#### Your goal:
From the entries below, copy each line in which the word "TcGlobalInner" occurs.

#### Supplied data:
☆ ☆ ☆

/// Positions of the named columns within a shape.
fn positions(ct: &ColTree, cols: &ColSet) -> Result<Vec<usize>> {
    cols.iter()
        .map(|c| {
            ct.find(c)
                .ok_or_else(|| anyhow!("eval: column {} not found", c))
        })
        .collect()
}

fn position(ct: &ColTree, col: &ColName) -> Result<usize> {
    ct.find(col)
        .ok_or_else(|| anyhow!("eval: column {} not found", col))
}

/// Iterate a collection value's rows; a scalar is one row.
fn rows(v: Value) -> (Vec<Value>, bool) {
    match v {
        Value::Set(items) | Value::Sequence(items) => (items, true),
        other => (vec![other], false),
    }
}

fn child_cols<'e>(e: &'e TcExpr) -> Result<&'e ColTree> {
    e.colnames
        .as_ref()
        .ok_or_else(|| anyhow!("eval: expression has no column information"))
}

☆ ☆ ☆

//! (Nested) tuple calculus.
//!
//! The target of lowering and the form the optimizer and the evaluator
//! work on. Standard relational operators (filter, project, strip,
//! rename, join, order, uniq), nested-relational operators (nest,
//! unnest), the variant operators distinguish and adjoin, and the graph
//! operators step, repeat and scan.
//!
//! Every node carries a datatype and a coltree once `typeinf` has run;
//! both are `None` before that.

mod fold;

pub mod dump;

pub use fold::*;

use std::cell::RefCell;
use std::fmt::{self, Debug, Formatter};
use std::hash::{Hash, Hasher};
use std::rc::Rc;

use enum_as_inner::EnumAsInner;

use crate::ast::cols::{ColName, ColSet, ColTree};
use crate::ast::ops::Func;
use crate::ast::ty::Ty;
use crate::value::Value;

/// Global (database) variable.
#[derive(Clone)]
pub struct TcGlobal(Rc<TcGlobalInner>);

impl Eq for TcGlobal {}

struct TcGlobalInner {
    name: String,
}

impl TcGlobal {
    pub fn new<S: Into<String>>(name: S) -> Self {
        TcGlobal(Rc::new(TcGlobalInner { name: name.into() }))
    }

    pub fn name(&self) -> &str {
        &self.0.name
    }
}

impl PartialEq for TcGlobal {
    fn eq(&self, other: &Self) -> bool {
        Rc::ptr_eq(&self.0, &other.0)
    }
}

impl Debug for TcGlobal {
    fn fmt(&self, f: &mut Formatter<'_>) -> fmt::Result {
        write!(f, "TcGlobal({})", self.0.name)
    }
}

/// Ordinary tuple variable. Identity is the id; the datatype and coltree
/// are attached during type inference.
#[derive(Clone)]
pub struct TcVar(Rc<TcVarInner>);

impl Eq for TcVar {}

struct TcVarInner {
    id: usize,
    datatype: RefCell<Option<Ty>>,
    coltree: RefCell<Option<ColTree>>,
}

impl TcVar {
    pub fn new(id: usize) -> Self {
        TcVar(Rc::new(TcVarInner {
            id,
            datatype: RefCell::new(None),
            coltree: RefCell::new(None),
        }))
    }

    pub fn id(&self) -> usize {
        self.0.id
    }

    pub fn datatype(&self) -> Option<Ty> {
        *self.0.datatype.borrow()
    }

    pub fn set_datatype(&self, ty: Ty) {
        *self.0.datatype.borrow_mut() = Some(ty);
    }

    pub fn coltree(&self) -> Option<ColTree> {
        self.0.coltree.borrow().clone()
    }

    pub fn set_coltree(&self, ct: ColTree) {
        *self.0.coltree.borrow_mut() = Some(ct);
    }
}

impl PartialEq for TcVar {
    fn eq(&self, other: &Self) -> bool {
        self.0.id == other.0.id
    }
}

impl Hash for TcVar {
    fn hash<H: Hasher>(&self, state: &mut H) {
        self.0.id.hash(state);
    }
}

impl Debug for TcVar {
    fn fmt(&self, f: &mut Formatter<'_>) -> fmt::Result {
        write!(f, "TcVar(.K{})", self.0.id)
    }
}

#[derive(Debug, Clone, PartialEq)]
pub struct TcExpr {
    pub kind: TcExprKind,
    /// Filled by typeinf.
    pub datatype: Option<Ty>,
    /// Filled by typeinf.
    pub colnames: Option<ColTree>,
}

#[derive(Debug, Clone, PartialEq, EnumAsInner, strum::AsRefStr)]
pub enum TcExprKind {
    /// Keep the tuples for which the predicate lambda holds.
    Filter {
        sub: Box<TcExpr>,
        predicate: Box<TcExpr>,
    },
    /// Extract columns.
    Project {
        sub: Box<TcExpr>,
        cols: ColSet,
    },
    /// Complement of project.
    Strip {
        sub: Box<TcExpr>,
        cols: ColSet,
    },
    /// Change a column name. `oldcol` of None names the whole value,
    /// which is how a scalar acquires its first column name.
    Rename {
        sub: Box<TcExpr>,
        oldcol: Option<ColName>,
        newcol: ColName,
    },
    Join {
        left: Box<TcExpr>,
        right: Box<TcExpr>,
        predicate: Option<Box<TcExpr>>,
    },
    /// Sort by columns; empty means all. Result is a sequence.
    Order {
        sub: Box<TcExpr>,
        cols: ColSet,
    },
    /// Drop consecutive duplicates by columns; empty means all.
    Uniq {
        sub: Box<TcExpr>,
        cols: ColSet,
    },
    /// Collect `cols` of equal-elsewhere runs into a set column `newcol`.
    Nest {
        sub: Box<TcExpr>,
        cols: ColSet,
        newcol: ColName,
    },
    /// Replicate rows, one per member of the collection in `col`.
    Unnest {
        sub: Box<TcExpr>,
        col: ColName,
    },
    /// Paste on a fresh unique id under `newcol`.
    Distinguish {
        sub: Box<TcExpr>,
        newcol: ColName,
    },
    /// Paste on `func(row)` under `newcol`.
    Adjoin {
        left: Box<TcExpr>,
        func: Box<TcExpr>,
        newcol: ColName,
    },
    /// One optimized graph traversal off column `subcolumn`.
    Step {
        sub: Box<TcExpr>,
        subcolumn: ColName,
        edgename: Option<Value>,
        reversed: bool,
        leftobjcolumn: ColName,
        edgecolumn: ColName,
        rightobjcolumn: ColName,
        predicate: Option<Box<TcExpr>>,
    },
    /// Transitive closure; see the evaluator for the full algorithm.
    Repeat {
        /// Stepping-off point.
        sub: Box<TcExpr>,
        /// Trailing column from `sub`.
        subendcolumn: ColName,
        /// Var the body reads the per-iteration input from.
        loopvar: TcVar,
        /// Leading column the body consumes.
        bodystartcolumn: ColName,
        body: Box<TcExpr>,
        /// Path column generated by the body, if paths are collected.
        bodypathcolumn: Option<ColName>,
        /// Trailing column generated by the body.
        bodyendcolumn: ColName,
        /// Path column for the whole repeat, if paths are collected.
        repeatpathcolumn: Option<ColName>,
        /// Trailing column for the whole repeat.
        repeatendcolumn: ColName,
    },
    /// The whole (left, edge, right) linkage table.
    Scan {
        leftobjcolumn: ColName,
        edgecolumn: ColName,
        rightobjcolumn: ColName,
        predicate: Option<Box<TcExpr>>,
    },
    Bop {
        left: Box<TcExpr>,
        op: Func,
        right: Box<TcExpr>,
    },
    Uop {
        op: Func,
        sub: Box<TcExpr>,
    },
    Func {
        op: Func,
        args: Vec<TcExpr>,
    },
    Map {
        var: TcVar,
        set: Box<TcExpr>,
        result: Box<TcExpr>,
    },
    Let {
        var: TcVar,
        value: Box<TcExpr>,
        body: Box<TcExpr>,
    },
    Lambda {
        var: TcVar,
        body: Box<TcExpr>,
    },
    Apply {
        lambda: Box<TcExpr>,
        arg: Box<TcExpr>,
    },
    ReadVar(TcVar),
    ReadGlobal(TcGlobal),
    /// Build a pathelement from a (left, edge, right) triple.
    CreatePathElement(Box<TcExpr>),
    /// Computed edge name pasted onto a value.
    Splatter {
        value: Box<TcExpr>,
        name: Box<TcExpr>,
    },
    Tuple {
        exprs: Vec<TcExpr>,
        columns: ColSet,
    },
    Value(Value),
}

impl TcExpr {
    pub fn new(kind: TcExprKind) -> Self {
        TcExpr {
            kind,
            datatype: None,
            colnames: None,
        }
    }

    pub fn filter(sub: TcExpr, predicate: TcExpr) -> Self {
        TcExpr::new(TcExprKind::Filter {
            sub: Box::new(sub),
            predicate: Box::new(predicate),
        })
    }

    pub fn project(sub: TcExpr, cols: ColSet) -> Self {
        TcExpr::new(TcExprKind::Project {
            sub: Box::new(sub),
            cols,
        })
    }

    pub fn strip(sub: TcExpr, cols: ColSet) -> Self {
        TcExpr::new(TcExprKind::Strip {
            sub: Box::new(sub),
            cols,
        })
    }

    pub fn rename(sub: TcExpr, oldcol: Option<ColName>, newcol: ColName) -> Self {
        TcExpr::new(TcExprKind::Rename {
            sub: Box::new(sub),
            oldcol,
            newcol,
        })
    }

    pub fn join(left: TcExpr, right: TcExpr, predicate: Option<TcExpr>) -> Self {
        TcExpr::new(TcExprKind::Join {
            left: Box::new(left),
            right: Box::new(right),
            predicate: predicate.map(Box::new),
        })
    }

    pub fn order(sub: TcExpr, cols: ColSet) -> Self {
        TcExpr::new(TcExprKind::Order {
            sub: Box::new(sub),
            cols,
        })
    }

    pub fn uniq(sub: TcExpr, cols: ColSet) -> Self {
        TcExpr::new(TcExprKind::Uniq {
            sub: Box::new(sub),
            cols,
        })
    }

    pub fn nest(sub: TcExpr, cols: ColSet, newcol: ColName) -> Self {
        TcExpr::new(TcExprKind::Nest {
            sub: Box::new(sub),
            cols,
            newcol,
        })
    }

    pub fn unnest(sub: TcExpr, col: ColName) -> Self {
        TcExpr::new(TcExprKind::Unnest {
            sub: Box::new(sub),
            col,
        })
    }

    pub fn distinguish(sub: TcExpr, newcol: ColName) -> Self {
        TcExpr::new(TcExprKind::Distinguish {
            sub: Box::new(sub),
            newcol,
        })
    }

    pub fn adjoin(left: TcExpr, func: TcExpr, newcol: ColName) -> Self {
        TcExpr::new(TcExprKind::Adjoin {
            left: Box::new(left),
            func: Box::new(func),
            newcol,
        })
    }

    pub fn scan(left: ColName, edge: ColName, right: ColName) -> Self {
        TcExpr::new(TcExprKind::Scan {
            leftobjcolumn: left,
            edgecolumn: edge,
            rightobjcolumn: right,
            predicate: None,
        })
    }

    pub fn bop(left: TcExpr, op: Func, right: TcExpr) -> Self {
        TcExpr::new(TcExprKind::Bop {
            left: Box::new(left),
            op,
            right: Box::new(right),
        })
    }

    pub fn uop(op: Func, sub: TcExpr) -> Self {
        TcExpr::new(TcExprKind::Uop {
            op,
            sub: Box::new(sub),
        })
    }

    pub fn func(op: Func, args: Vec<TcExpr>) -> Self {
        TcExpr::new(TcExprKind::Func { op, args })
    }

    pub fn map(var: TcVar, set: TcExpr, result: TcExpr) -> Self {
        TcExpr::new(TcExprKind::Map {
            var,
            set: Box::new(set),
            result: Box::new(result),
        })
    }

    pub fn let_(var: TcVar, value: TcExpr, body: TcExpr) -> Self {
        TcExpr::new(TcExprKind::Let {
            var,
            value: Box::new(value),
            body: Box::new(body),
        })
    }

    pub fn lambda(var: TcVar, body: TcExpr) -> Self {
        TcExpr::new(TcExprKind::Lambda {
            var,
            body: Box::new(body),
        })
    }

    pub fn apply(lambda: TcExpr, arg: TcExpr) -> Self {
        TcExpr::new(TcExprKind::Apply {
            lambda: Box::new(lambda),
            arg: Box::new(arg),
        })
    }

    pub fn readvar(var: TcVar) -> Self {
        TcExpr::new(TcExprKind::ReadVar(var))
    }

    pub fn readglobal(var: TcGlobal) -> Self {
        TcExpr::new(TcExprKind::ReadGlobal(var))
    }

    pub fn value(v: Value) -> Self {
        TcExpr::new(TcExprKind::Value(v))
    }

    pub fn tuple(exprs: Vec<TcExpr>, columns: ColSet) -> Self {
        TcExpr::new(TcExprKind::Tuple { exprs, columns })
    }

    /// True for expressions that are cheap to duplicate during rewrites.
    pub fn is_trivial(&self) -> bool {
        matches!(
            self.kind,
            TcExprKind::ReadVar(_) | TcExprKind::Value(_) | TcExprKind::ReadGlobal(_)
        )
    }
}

☆ ☆ ☆

#### Solution below:
pub struct TcGlobal(Rc<TcGlobalInner>);
struct TcGlobalInner {
        TcGlobal(Rc::new(TcGlobalInner { name: name.into() }))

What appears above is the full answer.